Stuck with this particular issue. I have code that get lots of pages from a forum i.e. http://www.q8yat.net . Now I have a loop that uses curl to get the pages from the forum. Everything works fine on my localhost. BUt when I upload the files on my server and try to get the pages I get a connection timeout error usually after a fixed amount of pages are loaded but thats not always. The curl options I am using are :
$options = array(
CURLOPT_RETURNTRANSFER => true, // return web page
CURLOPT_HEADER => false, // don't return headers
CURLOPT_FOLLOWLOCATION => true, // follow redirects
CURLOPT_ENCODING => "", // handle all encodings
CURLOPT_USERAGENT => "spider", // who am i
CURLOPT_AUTOREFERER => true, // set referer on redirect
CURLOPT_CONNECTTIMEOUT => 1, // timeout on connect
CURLOPT_TIMEOUT => 1200, // timeout on response
CURLOPT_MAXREDIRS => 10, // stop after 10 redirects
);
phpinfo of my server: http://topics4today.com/public/02_12_2010/fcrawl/src/phpinfo.php
Ok i believe the forum is using an apache module:’ mod_bwlimited’ to limit the amount of data I can request based on my ip. A possibility.

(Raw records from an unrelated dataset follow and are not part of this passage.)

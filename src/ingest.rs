//! Note Store: identity assignment and the note snapshot.
//!
//! `ingest` reads the whole intake batch first, numbers the notes densely
//! from 0 in scan order, writes `notes.json` atomically and only then moves
//! the sources to the processed area. A failure while reading leaves both
//! the inbox and the previous snapshot untouched.

use anyhow::Result as AnyResult;
use tracing::{info, warn};

use crate::config::Config;
use crate::error::Result;
use crate::intake::{self, IntakeItem};
use crate::models::NoteRecord;
use crate::snapshot;

/// Outcome of a successful, non-empty ingest.
#[derive(Debug, Clone)]
pub struct IngestOutcome {
    pub notes: Vec<NoteRecord>,
    pub relocated: usize,
}

/// Number the items 0..n in the order given.
pub fn assign_ids(items: &[IntakeItem]) -> Vec<NoteRecord> {
    items
        .iter()
        .zip(0u64..)
        .map(|(item, id)| NoteRecord {
            id,
            title: item.title.clone(),
            content: item.content.clone(),
        })
        .collect()
}

/// Run the Note Store stage.
///
/// Returns `Ok(None)` when the intake is empty; in that case nothing is
/// written, so a second run over an emptied inbox leaves the existing
/// snapshot as it was.
pub fn ingest(config: &Config) -> Result<Option<IngestOutcome>> {
    let items = intake::scan_intake(config)?;
    if items.is_empty() {
        info!(inbox = %config.paths.inbox.display(), "intake is empty");
        return Ok(None);
    }

    let notes = assign_ids(&items);
    let snapshots = config.paths.snapshots();
    snapshot::write_snapshot(&snapshots.notes, &notes)?;
    info!(stage = "ingest", notes = notes.len(), "note snapshot written");

    let relocated = intake::relocate(&items, &config.paths.processed).inspect_err(|e| {
        warn!(error = %e, "snapshot written but relocation failed; inbox still holds sources");
    })?;

    Ok(Some(IngestOutcome { notes, relocated }))
}

/// `notesort ingest` command.
pub async fn run_ingest(config: &Config, dry_run: bool) -> AnyResult<()> {
    if dry_run {
        let items = intake::pending_sources(config)?;
        println!("ingest (dry-run)");
        println!("  sources found: {}", items.len());
        for (id, item) in items.iter().enumerate() {
            println!("  [{}] {}", id, item.relative.display());
        }
        return Ok(());
    }

    match ingest(config)? {
        Some(outcome) => {
            println!("ingest");
            println!("  notes captured: {}", outcome.notes.len());
            println!("  sources relocated: {}", outcome.relocated);
            println!("  snapshot: {}", config.paths.snapshots().notes.display());
            println!("ok");
        }
        None => {
            println!("ingest");
            println!("  nothing to ingest");
        }
    }
    Ok(())
}
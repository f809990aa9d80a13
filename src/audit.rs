//! Cross-snapshot consistency checks.
//!
//! Stages run independently and may be re-run out of order, so the
//! snapshots on disk can disagree (e.g. `extractions.json` built from an
//! older note batch). [`audit`] evaluates the pipeline invariants over
//! whichever snapshots are present.

use serde::Serialize;
use std::collections::BTreeSet;

use crate::models::{used_fragment_count, CategoryIndex, ExtractionRecord, NoteRecord};
use crate::taxonomy::{check_coverage, observed_labels, CategoryMapping};

#[derive(Debug, Clone, Copy, PartialEq, Eq, Serialize)]
#[serde(rename_all = "lowercase")]
pub enum Severity {
    /// A broken invariant; downstream output cannot be trusted.
    Error,
    /// A data-quality signal with a defined fallback.
    Warning,
}

#[derive(Debug, Clone, PartialEq, Eq, Serialize)]
pub struct Finding {
    pub check: &'static str,
    pub severity: Severity,
    pub detail: String,
}

#[derive(Debug, Clone, Default, Serialize)]
pub struct Audit {
    pub findings: Vec<Finding>,
}

impl Audit {
    pub fn has_errors(&self) -> bool {
        self.findings.iter().any(|f| f.severity == Severity::Error)
    }

    fn error(&mut self, check: &'static str, detail: String) {
        self.findings.push(Finding {
            check,
            severity: Severity::Error,
            detail,
        });
    }

    fn warning(&mut self, check: &'static str, detail: String) {
        self.findings.push(Finding {
            check,
            severity: Severity::Warning,
            detail,
        });
    }
}

/// Snapshots available for auditing; any may be absent.
#[derive(Debug, Default, Clone, Copy)]
pub struct Snapshots<'a> {
    pub notes: Option<&'a [NoteRecord]>,
    pub extractions: Option<&'a [ExtractionRecord]>,
    pub taxonomy: Option<&'a CategoryMapping>,
    pub index: Option<&'a CategoryIndex>,
}

pub fn audit(snapshots: Snapshots<'_>) -> Audit {
    let mut audit = Audit::default();

    if let Some(notes) = snapshots.notes {
        check_dense_ids(notes, &mut audit);
    }

    if let Some(extractions) = snapshots.extractions {
        for record in extractions.iter().filter(|r| !r.is_consistent()) {
            audit.error(
                "unused-invariant",
                format!(
                    "note {}: unused = {} with {} extraction(s)",
                    record.note_id,
                    record.unused,
                    record.extractions.len()
                ),
            );
        }
        if let Some(notes) = snapshots.notes {
            check_completeness(notes, extractions, &mut audit);
        }
    }

    if let (Some(extractions), Some(mapping)) = (snapshots.extractions, snapshots.taxonomy) {
        let coverage = check_coverage(mapping, &observed_labels(extractions));
        if !coverage.is_complete() {
            audit.warning(
                "taxonomy-coverage",
                format!("unmapped labels: {}", coverage.missing.join(", ")),
            );
        }
        for collision in coverage.collisions {
            audit.warning(
                "taxonomy-partition",
                format!(
                    "'{}' claimed by {}",
                    collision.label,
                    collision.groups.join(", ")
                ),
            );
        }
    }

    if let (Some(extractions), Some(index)) = (snapshots.extractions, snapshots.index) {
        let expected = used_fragment_count(extractions);
        let filed = index.entry_count();
        if expected != filed {
            audit.error(
                "index-conservation",
                format!(
                    "index holds {} entries but extractions hold {} fragments",
                    filed, expected
                ),
            );
        }
    }

    audit
}

fn check_dense_ids(notes: &[NoteRecord], audit: &mut Audit) {
    let mut ids: Vec<u64> = notes.iter().map(|n| n.id).collect();
    ids.sort_unstable();
    let dense = ids.iter().zip(0u64..).all(|(id, expected)| *id == expected);
    if !dense {
        audit.error(
            "note-identity",
            format!("note ids are not a dense range 0..{}", notes.len()),
        );
    }
}

fn check_completeness(notes: &[NoteRecord], extractions: &[ExtractionRecord], audit: &mut Audit) {
    let note_ids: BTreeSet<u64> = notes.iter().map(|n| n.id).collect();
    let mut seen = BTreeSet::new();

    for record in extractions {
        if !note_ids.contains(&record.note_id) {
            audit.error(
                "extraction-completeness",
                format!("extraction for unknown note {}", record.note_id),
            );
        }
        if !seen.insert(record.note_id) {
            audit.error(
                "extraction-completeness",
                format!("note {} extracted more than once", record.note_id),
            );
        }
    }

    let missing: Vec<String> = note_ids
        .difference(&seen)
        .map(|id| id.to_string())
        .collect();
    if !missing.is_empty() {
        audit.error(
            "extraction-completeness",
            format!("notes without extraction: {}", missing.join(", ")),
        );
    }
}

#[cfg(test)]
mod tests {
    use super::*;
    use crate::models::{Fragment, IndexEntry};

    fn note(id: u64) -> NoteRecord {
        NoteRecord {
            id,
            title: format!("n{id}"),
            content: "text".into(),
        }
    }

    fn used(note_id: u64, category: &str) -> ExtractionRecord {
        ExtractionRecord {
            note_id,
            extractions: vec![Fragment {
                category: category.into(),
                content: "text".into(),
            }],
            unused: false,
        }
    }

    #[test]
    fn consistent_snapshots_have_no_findings() {
        let notes = vec![note(0), note(1)];
        let extractions = vec![
            used(0, "Shopping"),
            ExtractionRecord {
                note_id: 1,
                extractions: vec![],
                unused: true,
            },
        ];
        let mut taxonomy = CategoryMapping::default();
        taxonomy.insert_group("Shopping List", ["Shopping"]);
        let mut index = CategoryIndex::default();
        index.buckets.insert(
            "Shopping List".into(),
            vec![IndexEntry {
                note_id: 0,
                content: "text".into(),
            }],
        );

        let result = audit(Snapshots {
            notes: Some(&notes),
            extractions: Some(&extractions),
            taxonomy: Some(&taxonomy),
            index: Some(&index),
        });
        assert!(result.findings.is_empty(), "{:?}", result.findings);
    }

    #[test]
    fn detects_gaps_duplicates_and_stale_index() {
        let notes = vec![note(0), note(2)];
        let extractions = vec![used(0, "A"), used(0, "A"), used(7, "B")];
        let index = CategoryIndex::default();

        let result = audit(Snapshots {
            notes: Some(&notes),
            extractions: Some(&extractions),
            index: Some(&index),
            ..Snapshots::default()
        });
        let checks: Vec<_> = result.findings.iter().map(|f| f.check).collect();
        assert!(checks.contains(&"note-identity"));
        assert!(checks.contains(&"extraction-completeness"));
        assert!(checks.contains(&"index-conservation"));
        assert!(result.has_errors());
    }

    #[test]
    fn incomplete_taxonomy_is_only_a_warning() {
        let extractions = vec![used(0, "Groceries")];
        let taxonomy = CategoryMapping::default();
        let result = audit(Snapshots {
            extractions: Some(&extractions),
            taxonomy: Some(&taxonomy),
            ..Snapshots::default()
        });
        assert_eq!(result.findings.len(), 1);
        assert_eq!(result.findings[0].severity, Severity::Warning);
        assert!(!result.has_errors());
    }
}
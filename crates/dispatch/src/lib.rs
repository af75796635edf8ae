#![doc = include_str!("../README.md")]
//!
//! # 모듈 구성
//!
//! - [`enrich`]: 환경변수 맵 -> `LogLine` 매핑
//! - [`sink`]: 이벤트 스트림/운영자 로그 싱크 trait과 구현
//! - [`pool`]: 스케줄링 풀 조회 (`PoolResolver`, `SoaDirPools`)
//! - [`dispatcher`]: 세 싱크로의 순서 있는 fan-out
//! - [`error`]: 도메인 에러 타입
//!
//! # 아키텍처
//!
//! ```text
//! (OomEvent, env map) -> enrich -> LogLine -> OomDispatcher
//!                                                |
//!                               1. EventStreamSink (JSON line)
//!                               2. OperatorLogSink (사람이 읽는 문장)
//!                               3. metrics (옵션, pool 레이블 포함)
//! ```

pub mod dispatcher;
pub mod enrich;
pub mod error;
pub mod pool;
pub mod sink;

// --- 주요 타입 re-export ---

// Dispatcher
pub use dispatcher::{MetricsEmitter, OomDispatcher};

// 보강
pub use enrich::enrich;

// 싱크
pub use sink::{
    EventStreamSink, OperatorLog, OperatorLogSink, SpoolStreamSink, TracingOperatorSink,
};

// 풀 조회
pub use pool::{PoolResolver, SoaDirPools};

// 에러
pub use error::DispatchError;
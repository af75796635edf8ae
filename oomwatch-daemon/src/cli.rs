//! CLI argument definitions for oomwatch-daemon.
//!
//! Uses `clap` v4 derive macros to parse command-line arguments.

use std::path::PathBuf;

use clap::Parser;

/// oomwatch OOM event pipeline daemon.
///
/// Runs as a syslog-ng destination program: reads
/// `<unix-timestamp> <hostname> <message>` lines on stdin, resolves the
/// killed container's service metadata, and fans the event out to the
/// structured event stream, the operator log, and metrics.
#[derive(Parser, Debug)]
#[command(name = "oomwatch-daemon")]
#[command(version, about, long_about = None)]
pub struct DaemonCli {
    /// Use containerd to inspect containers, otherwise use docker.
    #[arg(long)]
    pub containerd: bool,

    /// Path to oomwatch.toml configuration file.
    #[arg(short, long, default_value = "/etc/oomwatch/oomwatch.toml")]
    pub config: PathBuf,

    /// Override log level (trace, debug, info, warn, error).
    ///
    /// Takes precedence over the config file and environment variables.
    #[arg(long)]
    pub log_level: Option<String>,

    /// Override log format (json, pretty).
    ///
    /// Takes precedence over the config file and environment variables.
    #[arg(long)]
    pub log_format: Option<String>,
}

#[cfg(test)]
mod tests {
    use super::*;

    #[test]
    fn defaults_select_docker_backend() {
        let cli = DaemonCli::parse_from(["oomwatch-daemon"]);
        assert!(!cli.containerd);
        assert_eq!(cli.config, PathBuf::from("/etc/oomwatch/oomwatch.toml"));
        assert!(cli.log_level.is_none());
    }

    #[test]
    fn containerd_flag_is_parsed() {
        let cli = DaemonCli::parse_from(["oomwatch-daemon", "--containerd"]);
        assert!(cli.containerd);
    }

    #[test]
    fn overrides_are_parsed() {
        let cli = DaemonCli::parse_from([
            "oomwatch-daemon",
            "--config",
            "/tmp/o.toml",
            "--log-level",
            "debug",
            "--log-format",
            "pretty",
        ]);
        assert_eq!(cli.config, PathBuf::from("/tmp/o.toml"));
        assert_eq!(cli.log_level.as_deref(), Some("debug"));
        assert_eq!(cli.log_format.as_deref(), Some("pretty"));
    }
}
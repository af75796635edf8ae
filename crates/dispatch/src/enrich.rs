//! 이벤트 보강 — 환경변수 맵을 도메인 속성으로 매핑합니다.
//!
//! 컨테이너의 선언된 환경변수에서 소유 서비스/인스턴스/메모리 제한을
//! 읽어 최종 레코드를 만듭니다. 변수가 없으면 각 속성의 고정 기본값이
//! 사용됩니다 — 보강은 실패하지 않습니다.

use std::collections::HashMap;

use oomwatch_core::event::{LogLine, OomEvent};

/// 소유 서비스명 환경변수
pub const ENV_SERVICE: &str = "PAASTA_SERVICE";

/// 서비스 인스턴스명 환경변수
pub const ENV_INSTANCE: &str = "PAASTA_INSTANCE";

/// 레거시 스케줄러 컨테이너명 환경변수
pub const ENV_MESOS_CONTAINER_NAME: &str = "MESOS_CONTAINER_NAME";

/// 메모리 제한 환경변수
pub const ENV_MEM_LIMIT: &str = "PAASTA_RESOURCE_MEM";

/// 서비스 기본값
pub const DEFAULT_SERVICE: &str = "unknown";

/// 인스턴스 기본값
pub const DEFAULT_INSTANCE: &str = "unknown";

/// 레거시 컨테이너 id 기본값 — 비레거시 스케줄러에서도 항상 채워짐
pub const DEFAULT_MESOS_CONTAINER_ID: &str = "mesos-null";

/// 메모리 제한 기본값
pub const DEFAULT_MEM_LIMIT: &str = "unknown";

/// OOM 발생과 환경변수 맵으로 최종 레코드를 만듭니다.
///
/// `cluster`는 프로세스 전역 설정값으로 모든 레코드에 동일하게
/// 들어갑니다.
pub fn enrich(event: OomEvent, cluster: &str, env: &HashMap<String, String>) -> LogLine {
    let lookup = |key: &str, default: &str| {
        env.get(key)
            .cloned()
            .unwrap_or_else(|| default.to_owned())
    };

    LogLine {
        timestamp: event.timestamp,
        hostname: event.hostname,
        container_id: event.container_id,
        cluster: cluster.to_owned(),
        service: lookup(ENV_SERVICE, DEFAULT_SERVICE),
        instance: lookup(ENV_INSTANCE, DEFAULT_INSTANCE),
        process_name: event.process_name,
        mesos_container_id: lookup(ENV_MESOS_CONTAINER_NAME, DEFAULT_MESOS_CONTAINER_ID),
        mem_limit: lookup(ENV_MEM_LIMIT, DEFAULT_MEM_LIMIT),
    }
}
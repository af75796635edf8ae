//! 전파 에러 타입
//!
//! 싱크별 실패는 [`OomDispatcher`](crate::dispatcher::OomDispatcher)가
//! 개별적으로 격리하므로, 이 에러들은 이벤트 전체를 실패시키지 않습니다.

use oomwatch_core::error::OomwatchError;

/// 전파 도메인 에러
#[derive(Debug, thiserror::Error)]
pub enum DispatchError {
    /// 레코드 직렬화 실패
    #[error("serialize error: {0}")]
    Serialize(#[from] serde_json::Error),

    /// 싱크 쓰기 실패
    #[error("sink error: {sink}: {reason}")]
    Sink {
        /// 싱크 이름 (event_stream, operator_log)
        sink: String,
        /// 실패 사유
        reason: String,
    },

    /// 서비스 메타데이터 조회 실패
    #[error("metadata error: service '{service}': {reason}")]
    Metadata {
        /// 조회 대상 서비스
        service: String,
        /// 실패 사유
        reason: String,
    },

    /// I/O 에러
    #[error("io error: {0}")]
    Io(#[from] std::io::Error),
}

impl From<DispatchError> for OomwatchError {
    fn from(err: DispatchError) -> Self {
        OomwatchError::Dispatch(err.to_string())
    }
}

Ok the forum is using an apache module:’ mod_bwlimited’ to limit the amount of data I can request based on my ip. Issue can be solved by requesting only a limited number of pages in every run of the script. E.g. your script runs, asks for 2 pages, stops, then starts again ( using javascript timer ) and asks for 2 more pages and this goes on in a loop.